President Ronald Reagan often compared leaders of the Soviet Union to the movie producers against whom he bargained when he served as president of the Screen Actors Guild.

It was through that experience during his Hollywood years, the late Republican president once told biographer Lou Cannon, that he “learned to negotiate.”

“The purpose of a negotiation,” Reagan added, “is to get an agreement.”

The conversation, recounted by Cannon during a recent forum sponsored by UCSB’s American Presidency Project, shed some light on fierce, partisan political battles now being waged from Washington to Wisconsin and Sacramento.

Capitol Letters

As president and as governor of California, Reagan not only remained unfailingly committed to conservative principles but also was a political pragmatist who cut deals with Democrats in Congress and the Legislature on partisan issues ranging from taxes to abortion — not to mention historic pacts on nuclear arms reduction forged with Mikhail Gorbachev. That approach to governance contrasts in important ways with the Tea Party-tinged political style of millennial Republicans, many of whom consider negotiation to be a waste of time and compromise a sign of weakness in pursuing an agenda of dismantling government programs.

“And on nearly all issues, Reagan was simultaneously an ideologue and a pragmatist,” Cannon wrote in President Reagan: The Role of a Lifetime, his seminal biography. “He complained to aides that true believers on the Republican right … preferred to ‘go off the cliff with all flags flying,’ rather than take half a loaf and come back for more, as Reagan believed liberals had been doing since the days of the New Deal.”

Intriguingly, the twin strains of GOP politicking have both been displayed in Sacramento recently, in the persons of the two Republicans who collectively represent Santa Barbara County in the State Senate. As Democratic Governor Jerry Brown seeks the handful of Republican votes he needs to put a crucial tax measure on a special election ballot, Tony Strickland, who represents the South Coast in his 19th Senate District, and Sam Blakeslee, whose 15th District includes North County, both have emerged as key players in the state budget battle.

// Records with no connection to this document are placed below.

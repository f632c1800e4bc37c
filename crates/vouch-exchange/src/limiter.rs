//! Per-account sliding-bucket rate limiter.
//!
//! Deliberately race-tolerant: counters are read and written outside any
//! transaction, so concurrent requests can both slip through slightly over
//! budget. Enforcement is approximate with bounded overshoot, and that is
//! the contract.

use vouch_core::{Code, Outcome};
use vouch_registry::LimiterKind;
use vouch_store::{Collection, DocStore, require_fresh};

use crate::docs::{SlotDoc, SlotEntry, from_doc, to_doc};
use crate::{Exchange, store_outcome};

impl<S: DocStore + 'static> Exchange<S> {
    /// Admit or reject a request of `volume` bytes against every limiter
    /// of the account's plan, and charge the counters either way.
    ///
    /// A rejected attempt still consumes budget - the counters are
    /// persisted regardless of the verdict, best-effort and without
    /// blocking the caller.
    #[must_use]
    #[allow(clippy::arithmetic_side_effects, clippy::cast_possible_wrap)]
    pub fn check_and_charge(
        &self,
        plan_id: &str,
        account_id: &str,
        volume: usize,
    ) -> Outcome<()> {
        let Some(plan) = self.registry().plan(plan_id) else {
            return Outcome::fail(Code::Internal, format!("plan {plan_id} unknown"));
        };
        if account_id.is_empty() {
            return Outcome::fail(Code::Internal, "accountId missing");
        }

        let now = self.now_millis();
        let fetched = store_outcome(self.store().get(Collection::SlotLimits, account_id));
        if !fetched.is_ok() {
            return fetched.recast();
        }
        // an absent or expired counter document just means a fresh start
        let current = require_fresh(
            Collection::SlotLimits,
            account_id,
            fetched.into_value().flatten(),
            now,
        )
        .into_value()
        .map_or_else(SlotDoc::default, |v| {
            from_doc::<SlotDoc>(v).into_value().unwrap_or_default()
        });

        let mut out = Outcome::good(());
        let mut entries = std::collections::BTreeMap::new();
        for (name, limiter) in &plan.limiters {
            // the measurement slot this request lands in
            let slot = now.div_euclid(limiter.seconds.max(1) * 1000);
            let mut entry = current
                .entries
                .get(name)
                .copied()
                .filter(|e| e.slot == slot)
                .unwrap_or(SlotEntry { slot, used: 0 });
            entry.used += match limiter.kind {
                LimiterKind::Quota => volume as i64,
                LimiterKind::Count => 1,
            };
            out = out.ensure(
                entry.used <= limiter.rate,
                Code::Quota,
                format!("{name} quota/rate limit exceeded"),
            );
            entries.insert(name.clone(), entry);
        }

        let doc = SlotDoc {
            entries,
            expires: now.saturating_add(self.registry().settings().slot_limit_lifetime_ms),
        };
        if let Some(value) = to_doc(&doc).into_value() {
            self.best_effort_set(Collection::SlotLimits, account_id.to_owned(), value);
        }
        out
    }
}
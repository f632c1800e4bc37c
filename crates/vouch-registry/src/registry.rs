//! Seed resolution and coupon typing.

use std::collections::BTreeMap;
use std::sync::Arc;

use chrono::{DateTime, Utc};
use vouch_core::{Clock, Code, Outcome, SystemClock};
use vouch_coupon::{Codec, encode_base32};

use crate::config::{RegistryConfig, Settings};
use crate::plan::Plan;
use crate::seed::{Seed, SeedType};

/// Account id used when a coupon carries no embedded account.
pub(crate) const NO_ACCOUNT: &str = "unknown";

/// A decoded, typed, authenticated coupon.
#[derive(Debug, Clone, serde::Serialize)]
pub struct KeyPack {
    /// The coupon as presented.
    pub key: String,
    /// Capability class of the issuing seed.
    pub kind: SeedType,
    /// Plan of the issuing seed.
    pub plan: String,
    /// Embedded account id in base-32, or `"unknown"`.
    pub account_id: String,
    /// Expiry in epoch milliseconds; zero when the coupon was invalid.
    pub valid_till: i64,
}

impl KeyPack {
    /// The expiry rendered as an RFC 3339 timestamp, or empty when unset.
    #[must_use]
    pub fn valid_till_iso(&self) -> String {
        if self.valid_till <= 0 {
            return String::new();
        }
        DateTime::<Utc>::from_timestamp_millis(self.valid_till)
            .map(|d| d.to_rfc3339())
            .unwrap_or_default()
    }

    /// Whether this pack carries a usable account id.
    #[must_use]
    pub fn has_account(&self) -> bool {
        self.account_id != NO_ACCOUNT && !self.account_id.is_empty()
    }
}

/// The process-wide capability table: seeds, plans, codec, settings.
///
/// Initialized once at startup and shared read-only; nothing here mutates
/// after construction.
pub struct Registry {
    codec: Codec,
    seeds: Vec<Seed>,
    plans: BTreeMap<String, Plan>,
    settings: Settings,
    clock: Arc<dyn Clock>,
}

impl Registry {
    /// Build a registry from configuration, on the wall clock.
    #[must_use]
    pub fn new(config: RegistryConfig) -> Self {
        Self::with_clock(config, Arc::new(SystemClock))
    }

    /// Build a registry on an injected clock.
    #[must_use]
    pub fn with_clock(config: RegistryConfig, clock: Arc<dyn Clock>) -> Self {
        // front-to-back scan order; longer prefixes first so the most
        // specific seed wins
        let mut seeds = config.seeds;
        seeds.sort_by(|a, b| b.prefix.len().cmp(&a.prefix.len()));
        Self {
            codec: Codec::new(&config.algo),
            seeds,
            plans: config.plans,
            settings: config.settings,
            clock,
        }
    }

    /// The coupon codec this registry signs with.
    #[must_use]
    pub const fn codec(&self) -> &Codec {
        &self.codec
    }

    /// Shared tunables.
    #[must_use]
    pub const fn settings(&self) -> &Settings {
        &self.settings
    }

    /// Look up a plan tier.
    #[must_use]
    pub fn plan(&self, id: &str) -> Option<&Plan> {
        self.plans.get(id)
    }

    /// Find the seed whose prefix starts the presented coupon.
    #[must_use]
    pub fn find_seed(&self, code: &str) -> Option<&Seed> {
        self.seeds.iter().find(|s| code.starts_with(&s.prefix))
    }

    /// Find the seed for a capability kind under a plan.
    #[must_use]
    pub fn find_pair(&self, kind: SeedType, plan: &str) -> Option<&Seed> {
        self.seeds
            .iter()
            .find(|s| s.kind == kind && s.plan == plan)
    }

    /// Decode and type a presented coupon.
    ///
    /// Structurally invalid coupons (or ones no seed claims) come back
    /// `BadRequest`; valid-but-expired ones come back `Unauthorized`.
    /// Callers branch on the difference.
    #[must_use]
    pub fn key_pack(&self, code: &str, unlock: &str) -> Outcome<KeyPack> {
        let Some(seed) = self.find_seed(code) else {
            return Outcome::fail(
                Code::BadRequest,
                format!("key or alias {code} is invalid"),
            );
        };
        let secret = format!("{}{unlock}", seed.secret);
        let decoded = self.codec.decode(&secret, code);

        let account_id = if decoded.extra_days > 0 {
            encode_base32(decoded.extra_days)
        } else {
            NO_ACCOUNT.to_owned()
        };
        let pack = KeyPack {
            key: decoded.coupon.clone(),
            kind: seed.kind,
            plan: seed.plan.clone(),
            account_id,
            valid_till: decoded.expiry,
        };
        Outcome::good(pack)
            .ensure(
                decoded.valid,
                Code::BadRequest,
                format!("key or alias {code} is invalid"),
            )
            .ensure(
                !decoded.expired,
                Code::Unauthorized,
                format!("key {code} has expired"),
            )
    }

    /// Whether a presented id is an item-class coupon. Expired item
    /// coupons still count: the stored document's own expiry governs.
    #[must_use]
    pub fn is_item_key(&self, id: &str, unlock: &str) -> bool {
        let pack = self.key_pack(id, unlock);
        let is_item = pack
            .value()
            .is_some_and(|p| p.kind == SeedType::Item);
        is_item && (pack.is_ok() || pack.code() == Code::Unauthorized)
    }

    /// Current time from the registry's clock, epoch milliseconds.
    #[must_use]
    pub fn now_millis(&self) -> i64 {
        self.clock.now_millis()
    }
}

impl std::fmt::Debug for Registry {
    fn fmt(&self, f: &mut std::fmt::Formatter<'_>) -> std::fmt::Result {
        f.debug_struct("Registry")
            .field("seeds", &self.seeds.len())
            .field("plans", &self.plans.len())
            .finish_non_exhaustive()
    }
}
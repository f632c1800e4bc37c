//! Vouch Core - shared result plumbing for the coupon exchange.
//!
//! This crate provides:
//! - [`Code`] - the HTTP-flavoured status code table shared by every
//!   operation result
//! - [`Outcome`] - the result pack threaded through the protocol layers,
//!   with first-failure-wins combinators
//! - [`Clock`] - injectable time source so expiry and slot arithmetic can
//!   be tested without sleeping

#![deny(unsafe_code)]
#![deny(missing_docs)]
#![deny(clippy::all)]
#![warn(unreachable_pub)]
#![deny(clippy::unwrap_used)]
#![cfg_attr(test, allow(clippy::unwrap_used))]

mod clock;
mod code;
mod outcome;

pub use clock::{Clock, ManualClock, SystemClock, now_millis};
pub use code::Code;
pub use outcome::Outcome;
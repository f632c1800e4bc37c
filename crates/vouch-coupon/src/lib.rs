//! Vouch Coupon - generates and decodes signed capability coupons.
//!
//! A coupon is a short self-describing string that doubles as an account
//! identifier, an access grant, and a time-limited lease:
//!
//! ```text
//! prefix-padSIG-expiry32[ext32]
//! ```
//!
//! The prefix names the seed family that issued it, the three signature
//! characters authenticate the payload, and the payload is the base-32
//! expiry timestamp plus an optional base-32 extra field. The signature and
//! payload are scrambled through a keyed permutation so the expiry is not
//! readable without the secret, and up to four cosmetic padding characters
//! make equal coupons look different on the wire.
//!
//! Coupons are immutable: there is no update, only regeneration. Decoding
//! never fails loudly - a malformed coupon or a wrong secret yields
//! `valid: false`, not an error.

#![deny(unsafe_code)]
#![deny(missing_docs)]
#![deny(clippy::all)]
#![warn(unreachable_pub)]
#![deny(clippy::unwrap_used)]
#![cfg_attr(test, allow(clippy::unwrap_used))]

mod base32;
mod codec;
mod digest;
mod mix;

pub use base32::{decode_base32, encode_base32};
pub use codec::{Codec, CodecError, Decoded};
pub use digest::{digest, sign};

Strickland (R-Moorpark) leads a newly formed “Taxpayers Caucus,” a group of 30 Republicans who vow they will not even consider giving Brown the procedural votes he needs to put his plan to extend $12 billion in temporary tax increases before voters. Blakeslee (R-San Luis Obispo), meanwhile, is one of only five GOP lawmakers who have been negotiating privately with Brown in a bid to win concessions on key conservative issues, including pension reform, business regulation, and a state spending cap, in exchange for help in moving his tax plan to the ballot.

Although Brown had set a deadline of today (Thu., Mar. 10) for a deal, no agreement was in sight. While Strickland’s group staunchly maintained their no-compromise stance, Blakeslee and his colleagues announced that they had reached a negotiating impasse with the governor, whom they said would not bend enough on their key issues.

It is unclear whether the “impasse” message from Blakeslee’s group was a signal that compromise efforts have totally failed, or a negotiating tactic leaving open the possibility that talks could resume. As a political matter, one key factor is that prominent anti-tax organizations and state party apparatchiks have strongly pressured the more moderate Republicans not to cut a deal, under threat of being attacked or even censured at the upcoming California Republican Party convention, which convenes March 25.

Without voter approval of the tax-extension plan, which Brown has matched with an equal amount of proposed cost reductions, he has said he will submit a cuts-only plan to erase the $25-billion deficit.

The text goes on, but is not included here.